↓
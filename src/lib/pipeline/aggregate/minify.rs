//! Annotation-only copies of samples

use crate::pipeline::anndata_ops::AnnDataContainer;
use log::debug;
use polars::prelude::DataFrame;
use std::collections::HashMap;

/// A sample stripped of its expression matrix and layers.
#[derive(Debug, Clone)]
pub struct MinifiedSample {
    pub obs: DataFrame,
    pub var: DataFrame,
    pub obs_names: Vec<String>,
    pub var_names: Vec<String>,
}

impl MinifiedSample {
    pub fn n_obs(&self) -> usize {
        self.obs_names.len()
    }

    pub fn n_vars(&self) -> usize {
        self.var_names.len()
    }

    /// Back into a container with no expression data.
    pub fn into_container(self) -> AnnDataContainer {
        AnnDataContainer {
            n_obs: self.obs_names.len(),
            n_vars: self.var_names.len(),
            obs: self.obs,
            var: self.var,
            x: None,
            layers: HashMap::new(),
            obs_names: self.obs_names,
            var_names: self.var_names,
        }
    }
}

/// Drop `X` and every layer, keeping annotations and names.
pub fn minify(adata: AnnDataContainer) -> MinifiedSample {
    debug!(
        "Minifying {} × {} sample, releasing {} KB of matrix data",
        adata.n_obs,
        adata.n_vars,
        adata.footprint().matrix_bytes / 1024
    );

    MinifiedSample {
        obs: adata.obs,
        var: adata.var,
        obs_names: adata.obs_names,
        var_names: adata.var_names,
    }
}

#[cfg(test)]
mod tests {
    use super::*;
    use crate::pipeline::anndata_ops::test_support::dense_container;
    use crate::pipeline::preprocess::store_counts_layer;

    #[test]
    fn minify_keeps_annotations_only() {
        let mut adata = dense_container(&[vec![1.0, 0.0], vec![2.0, 3.0]], &["A", "B"]);
        store_counts_layer(&mut adata).unwrap();

        let mini = minify(adata);
        assert_eq!(mini.n_obs(), 2);
        assert_eq!(mini.var_names, vec!["A", "B"]);
        assert_eq!(mini.obs.height(), 2);

        let restored = mini.into_container();
        assert!(restored.x.is_none());
        assert!(restored.layers.is_empty());
        assert!(restored.validate_dimensions().is_ok());
    }
}
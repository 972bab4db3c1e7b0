use anyhow::Result;
use log::info;
use scprep_lib::pipeline::aggregate::{AggregatorConfig, DelimitedToken, RankOrder, QC_METRICS};
use scprep_lib::pipeline::plot::{PlotFormat, PlotSettings};
use scprep_lib::pipeline::validation::{validate_nonzero, validate_output_h5ad, validate_positive};
use scprep_lib::utils;
use std::path::PathBuf;
use structopt::StructOpt;

const DEFAULT_PROJECT: &str = "scprep";

/// Arguments for the `plot-qc` command.
#[derive(Debug, Clone, StructOpt)]
#[structopt(
    name = "plot-qc",
    about = "Rank highly variable genes across samples and plot QC metrics per sample"
)]
pub struct PlotQcArgs {
    /// Working directory; relative paths are resolved against it.
    #[structopt(
        long,
        parse(from_os_str),
        default_value = "/data/CARD_singlecell/harmony-rna/"
    )]
    pub working_dir: PathBuf,

    /// Directory containing workflow scripts (recorded in the log only).
    #[structopt(long, parse(from_os_str), default_value = "scripts")]
    pub script_dir: PathBuf,

    /// Number of threads to use.
    #[structopt(short, long, default_value = "2")]
    pub threads: usize,

    /// Newline-delimited paths to the per-sample .h5ad files (file-of-filenames).
    #[structopt(long, alias = "seurat-objects-fofn", parse(from_os_str))]
    pub adata_objects_fofn: PathBuf,

    /// Project name, used to name the default gene-rank output.
    #[structopt(long)]
    pub project_name: Option<String>,

    /// Write the combined per-cell metadata to this CSV.
    #[structopt(long, parse(from_os_str))]
    pub output_metadata_file: Option<PathBuf>,

    /// Gene-rank CSV output (default: <project>_top_genes.csv).
    #[structopt(long, parse(from_os_str))]
    pub output_top_genes: Option<PathBuf>,

    /// Write the concatenated, minified samples to this .h5ad.
    #[structopt(long, parse(from_os_str))]
    pub combined_output: Option<PathBuf>,

    /// Directory for violin plots.
    #[structopt(long, parse(from_os_str), default_value = "plots/")]
    pub figdir: PathBuf,

    /// Figure format: png or svg.
    #[structopt(long, default_value = "png")]
    pub plot_format: PlotFormat,

    /// Raster resolution of saved figures.
    #[structopt(long, default_value = "300")]
    pub dpi: u32,

    /// Highly variable genes selected per sample.
    #[structopt(long, default_value = "8000")]
    pub n_top_genes: usize,

    /// Per-cell total after normalization.
    #[structopt(long, default_value = "10000")]
    pub target_sum: f64,

    /// Rank direction by normalized dispersion: ascending or descending.
    #[structopt(long, default_value = "ascending")]
    pub rank_order: RankOrder,

    /// Delimiter splitting file names into sample-name tokens.
    #[structopt(long, default_value = "_")]
    pub sample_delimiter: String,

    /// Zero-based token holding the sample name.
    #[structopt(long, default_value = "1")]
    pub sample_token_index: usize,
}

/// Normalised settings consumed by [`super::run_plot_qc`].
#[derive(Debug, Clone)]
pub struct PlotQcConfig {
    pub working_dir: PathBuf,
    pub script_dir: PathBuf,
    pub fofn: PathBuf,
    pub top_genes: PathBuf,
    pub metadata: Option<PathBuf>,
    pub combined: Option<PathBuf>,
    pub plot: PlotSettings,
    pub aggregator: AggregatorConfig,
    pub sample_delimiter: String,
    pub sample_token_index: usize,
    pub metrics: Vec<String>,
    pub threads: usize,
}

impl From<PlotQcArgs> for PlotQcConfig {
    fn from(args: PlotQcArgs) -> Self {
        let base = args.working_dir;
        let resolve = |path: PathBuf| utils::resolve_against(&base, path);

        let project = args
            .project_name
            .unwrap_or_else(|| DEFAULT_PROJECT.to_string());
        let top_genes = args
            .output_top_genes
            .unwrap_or_else(|| PathBuf::from(format!("{}_top_genes.csv", project)));

        Self {
            fofn: resolve(args.adata_objects_fofn),
            top_genes: resolve(top_genes),
            metadata: args.output_metadata_file.map(resolve),
            combined: args.combined_output.map(resolve),
            plot: PlotSettings {
                figdir: resolve(args.figdir),
                format: args.plot_format,
                dpi: args.dpi,
                ..PlotSettings::default()
            },
            aggregator: AggregatorConfig {
                target_sum: args.target_sum,
                n_top_genes: args.n_top_genes,
                rank_order: args.rank_order,
            },
            sample_delimiter: args.sample_delimiter,
            sample_token_index: args.sample_token_index,
            metrics: QC_METRICS.iter().map(|m| m.to_string()).collect(),
            threads: args.threads,
            script_dir: args.script_dir,
            working_dir: base,
        }
    }
}

impl PlotQcConfig {
    pub fn validate(&self) -> Result<()> {
        validate_nonzero("n_top_genes", self.aggregator.n_top_genes)?;
        validate_positive("target_sum", self.aggregator.target_sum)?;
        validate_nonzero("dpi", self.plot.dpi as usize)?;
        utils::determine_allowed_cpus(self.threads)?;
        self.namer()?;
        info!("Configuration validation passed");

        if !self.fofn.exists() {
            anyhow::bail!("File-of-filenames not found: {}", self.fofn.display());
        }
        if let Some(path) = &self.combined {
            validate_output_h5ad(path)?;
        }
        info!("File validation passed");
        Ok(())
    }

    pub fn namer(&self) -> Result<DelimitedToken> {
        Ok(DelimitedToken::new(
            self.sample_delimiter.clone(),
            self.sample_token_index,
        )?)
    }
}

#[cfg(test)]
mod tests {
    use super::*;

    fn parse(extra: &[&str]) -> PlotQcConfig {
        let mut argv = vec![
            "plot-qc",
            "--working-dir",
            "/work",
            "--adata-objects-fofn",
            "samples.fofn",
        ];
        argv.extend_from_slice(extra);
        PlotQcArgs::from_iter_safe(argv).unwrap().into()
    }

    #[test]
    fn defaults_resolve_against_working_dir() {
        let config = parse(&["--project-name", "cohort"]);
        assert_eq!(config.fofn, PathBuf::from("/work/samples.fofn"));
        assert_eq!(config.top_genes, PathBuf::from("/work/cohort_top_genes.csv"));
        assert_eq!(config.plot.figdir, PathBuf::from("/work/plots/"));
        assert_eq!(config.plot.format, PlotFormat::Png);
        assert_eq!(config.plot.dpi, 300);
        assert_eq!(config.aggregator.n_top_genes, 8000);
        assert_eq!(config.aggregator.rank_order, RankOrder::Ascending);
        assert_eq!(config.metrics.len(), 5);
        assert!(config.metadata.is_none());
    }

    #[test]
    fn explicit_outputs_and_options() {
        let config = parse(&[
            "--output-top-genes",
            "/out/ranks.csv.gz",
            "--output-metadata-file",
            "meta.csv",
            "--rank-order",
            "descending",
            "--plot-format",
            "svg",
        ]);
        assert_eq!(config.top_genes, PathBuf::from("/out/ranks.csv.gz"));
        assert_eq!(config.metadata, Some(PathBuf::from("/work/meta.csv")));
        assert_eq!(config.aggregator.rank_order, RankOrder::Descending);
        assert_eq!(config.plot.format, PlotFormat::Svg);
    }

    #[test]
    fn legacy_fofn_flag_is_accepted() {
        let args = PlotQcArgs::from_iter_safe(vec!["plot-qc", "--seurat-objects-fofn", "x.fofn"])
            .unwrap();
        assert_eq!(args.adata_objects_fofn, PathBuf::from("x.fofn"));
    }

    #[test]
    fn empty_delimiter_fails_validation() {
        let config = parse(&["--sample-delimiter", ""]);
        assert!(config.namer().is_err());
    }
}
↑
- WHAT YOU WILL DO
Every line in the records above that holds "filenames" counts once; state the total and nothing else.

- OUTPUT FOR THIS TASK
2